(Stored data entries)
※

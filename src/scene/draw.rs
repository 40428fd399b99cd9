//! What a renderer needs to repaint a region.

use crate::data::{Color, Path2D, Rect};
use crate::scene::{Canvas, ShapeRef};

/// Selection halo dash pattern.
const HALO_DASH: [f64; 2] = [5., 5.];

/// Selection halo line width.
const HALO_LINE_WIDTH: f64 = 2.;

/// Stroke parameters.
#[derive(Debug, Clone, PartialEq)]
pub struct StrokeStyle {
    pub color: Color,
    pub width: f64,

    /// Dash lengths, alternating on and off. Empty for a solid line.
    pub dash: Vec<f64>,
    pub dash_phase: f64,
}

/// A shape to paint: fill first, then stroke, all at the given opacity.
#[derive(Debug, Clone, PartialEq)]
pub struct DrawItem<'a> {
    pub shape: ShapeRef,
    pub outline: &'a Path2D,
    pub fill: Option<Color>,
    pub stroke: Option<StrokeStyle>,
    pub opacity: f64,
}

/// The selection indicator, painted on top of all shapes.
#[derive(Debug, Clone, PartialEq)]
pub struct SelectionHalo {
    pub rect: Rect,
    pub stroke: StrokeStyle,
}

/// Everything intersecting a dirty region, in paint order.
#[derive(Debug, Clone, PartialEq)]
pub struct DrawList<'a> {
    /// Color to clear the region with.
    pub background: Color,
    pub items: Vec<DrawItem<'a>>,
    pub halo: Option<SelectionHalo>,
}

impl Canvas {
    /// Returns the draw list for repainting `dirty`.
    pub fn draw_list(&self, dirty: &Rect) -> DrawList {
        let items = self
            .shapes()
            .filter(|(_, shape)| shape.frame().intersects(dirty))
            .map(|(shape_ref, shape)| DrawItem {
                shape: shape_ref,
                outline: shape.outline(),
                fill: shape.fill(),
                stroke: shape.stroke().map(|color| StrokeStyle {
                    color,
                    width: shape.line_width(),
                    dash: shape.dash_pattern(),
                    dash_phase: 0.,
                }),
                opacity: shape.opacity(),
            })
            .collect();

        let halo = self
            .selected_shape()
            .map(|shape| shape.frame().outset(self.settings().halo_margin))
            .filter(|rect| rect.intersects(dirty))
            .map(|rect| SelectionHalo {
                rect,
                stroke: StrokeStyle {
                    color: Color::BLACK,
                    width: HALO_LINE_WIDTH,
                    dash: HALO_DASH.to_vec(),
                    dash_phase: self.halo_phase(),
                },
            });

        DrawList {
            background: Color::WHITE,
            items,
            halo,
        }
    }
}

#[test]
fn draw_list_filters_by_region() {
    use crate::data::{LineStyle, ShapeKind};
    use cgmath::Vector2;

    let mut canvas = Canvas::new();
    let size = Vector2::new(100., 100.);
    let a = canvas.add_shape(ShapeKind::Rectangle, Vector2::new(50., 50.), size);
    let b = canvas.add_shape(ShapeKind::Oval, Vector2::new(300., 50.), size);
    let c = canvas.add_shape(ShapeKind::Triangle, Vector2::new(80., 80.), size);
    canvas
        .edit(a)
        .unwrap()
        .set_stroke(None)
        .set_line_style(LineStyle::get(1).unwrap());
    canvas
        .edit(c)
        .unwrap()
        .set_line_style(LineStyle::get(2).unwrap())
        .set_opacity(0.25);

    let dirty = Rect::new(Vector2::new(0., 0.), Vector2::new(120., 120.));
    let list = canvas.draw_list(&dirty);
    assert_eq!(list.background, Color::WHITE);
    let shapes: Vec<_> = list.items.iter().map(|item| item.shape).collect();
    assert_eq!(shapes, vec![a, c]);
    assert!(!shapes.contains(&b));

    assert_eq!(list.items[0].stroke, None);
    let stroke = list.items[1].stroke.as_ref().unwrap();
    assert_eq!(stroke.dash, vec![8., 8.]);
    assert_eq!(stroke.color, Color::BLACK);
    assert_eq!(list.items[1].opacity, 0.25);
    assert_eq!(list.items[1].outline, canvas.shape(c).unwrap().outline());

    // c is selected; its halo sits 4 outside its frame
    let halo = list.halo.unwrap();
    assert_eq!(halo.rect, canvas.shape(c).unwrap().frame().outset(4.));
    assert_eq!(halo.stroke.dash, vec![5., 5.]);

    let far = Rect::new(Vector2::new(1000., 1000.), Vector2::new(10., 10.));
    let list = canvas.draw_list(&far);
    assert!(list.items.is_empty());
    assert!(list.halo.is_none());
}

※

[TASK TO COMPLETE]:
What's wanted here is every record, retyped exactly as shown above.

[ANSWER BOX]:
filename src/scene/draw.rs
repository 40428fd399b99cd9
//! What a renderer needs to repaint a region.

use crate::data::{Color, Path2D, Rect};
use crate::scene::{Canvas, ShapeRef};

/// Selection halo dash pattern.
const HALO_DASH: [f64; 2] = [5., 5.];

/// Selection halo line width.
const HALO_LINE_WIDTH: f64 = 2.;

/// Stroke parameters.
#[derive(Debug, Clone, PartialEq)]
pub struct StrokeStyle {
    pub color: Color,
    pub width: f64,

    /// Dash lengths, alternating on and off. Empty for a solid line.
    pub dash: Vec<f64>,
    pub dash_phase: f64,
}

/// A shape to paint: fill first, then stroke, all at the given opacity.
#[derive(Debug, Clone, PartialEq)]
pub struct DrawItem<'a> {
    pub shape: ShapeRef,
    pub outline: &'a Path2D,
    pub fill: Option<Color>,
    pub stroke: Option<StrokeStyle>,
    pub opacity: f64,
}

/// The selection indicator, painted on top of all shapes.
#[derive(Debug, Clone, PartialEq)]
pub struct SelectionHalo {
    pub rect: Rect,
    pub stroke: StrokeStyle,
}

/// Everything intersecting a dirty region, in paint order.
#[derive(Debug, Clone, PartialEq)]
pub struct DrawList<'a> {
    /// Color to clear the region with.
    pub background: Color,
    pub items: Vec<DrawItem<'a>>,
    pub halo: Option<SelectionHalo>,
}

impl Canvas {
    /// Returns the draw list for repainting `dirty`.
    pub fn draw_list(&self, dirty: &Rect) -> DrawList {
        let items = self
            .shapes()
            .filter(|(_, shape)| shape.frame().intersects(dirty))
            .map(|(shape_ref, shape)| DrawItem {
                shape: shape_ref,
                outline: shape.outline(),
                fill: shape.fill(),
                stroke: shape.stroke().map(|color| StrokeStyle {
                    color,
                    width: shape.line_width(),
                    dash: shape.dash_pattern(),
                    dash_phase: 0.,
                }),
                opacity: shape.opacity(),
            })
            .collect();

        let halo = self
            .selected_shape()
            .map(|shape| shape.frame().outset(self.settings().halo_margin))
            .filter(|rect| rect.intersects(dirty))
            .map(|rect| SelectionHalo {
                rect,
                stroke: StrokeStyle {
                    color: Color::BLACK,
                    width: HALO_LINE_WIDTH,
                    dash: HALO_DASH.to_vec(),
                    dash_phase: self.halo_phase(),
                },
            });

        DrawList {
            background: Color::WHITE,
            items,
            halo,
        }
    }
}

#[test]
fn draw_list_filters_by_region() {
    use crate::data::{LineStyle, ShapeKind};
    use cgmath::Vector2;

    let mut canvas = Canvas::new();
    let size = Vector2::new(100., 100.);
    let a = canvas.add_shape(ShapeKind::Rectangle, Vector2::new(50., 50.), size);
    let b = canvas.add_shape(ShapeKind::Oval, Vector2::new(300., 50.), size);
    let c = canvas.add_shape(ShapeKind::Triangle, Vector2::new(80., 80.), size);
    canvas
        .edit(a)
        .unwrap()
        .set_stroke(None)
        .set_line_style(LineStyle::get(1).unwrap());
    canvas
        .edit(c)
        .unwrap()
        .set_line_style(LineStyle::get(2).unwrap())
        .set_opacity(0.25);

    let dirty = Rect::new(Vector2::new(0., 0.), Vector2::new(120., 120.));
    let list = canvas.draw_list(&dirty);
    assert_eq!(list.background, Color::WHITE);
    let shapes: Vec<_> = list.items.iter().map(|item| item.shape).collect();
    assert_eq!(shapes, vec![a, c]);
    assert!(!shapes.contains(&b));

    assert_eq!(list.items[0].stroke, None);
    let stroke = list.items[1].stroke.as_ref().unwrap();
    assert_eq!(stroke.dash, vec![8., 8.]);
    assert_eq!(stroke.color, Color::BLACK);
    assert_eq!(list.items[1].opacity, 0.25);
    assert_eq!(list.items[1].outline, canvas.shape(c).unwrap().outline());

    // c is selected; its halo sits 4 outside its frame
    let halo = list.halo.unwrap();
    assert_eq!(halo.rect, canvas.shape(c).unwrap().frame().outset(4.));
    assert_eq!(halo.stroke.dash, vec![5., 5.]);

    let far = Rect::new(Vector2::new(1000., 1000.), Vector2::new(10., 10.));
    let list = canvas.draw_list(&far);
    assert!(list.items.is_empty());
    assert!(list.halo.is_none());
}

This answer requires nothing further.